■ **Saved entries**
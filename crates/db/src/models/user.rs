use bson::{DateTime, oid::ObjectId};
use serde::{Deserialize, Serialize};

/// Admin-managed user record. The same logical person may also exist as
/// a self-registration [`super::Profile`] keyed by the auth identifier.
#[derive(Debug, Clone, Serialize, Deserialize)]
pub struct User {
    #[serde(rename = "_id", skip_serializing_if = "Option::is_none")]
    pub id: Option<ObjectId>,
    pub email: String,
    /// Display name; optional because admin-created records may only
    /// carry an email until the user completes their profile.
    pub name: Option<String>,
    /// Identifier of the linked external auth account, if any.
    pub auth_id: Option<String>,
    pub role: UserRole,
    pub password_hash: Option<String>,
    pub created_at: DateTime,
    pub updated_at: DateTime,
    pub deleted_at: Option<DateTime>,
}

#[derive(Debug, Clone, Copy, PartialEq, Eq, Serialize, Deserialize)]
#[serde(rename_all = "snake_case")]
pub enum UserRole {
    Admin,
    Member,
}

impl User {
    pub const COLLECTION: &'static str = "users";
}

■ **Your objective**
Determine the number of lines in the entries that hold the string "Clone"; write that number and nothing else.

■ **Completed task**
2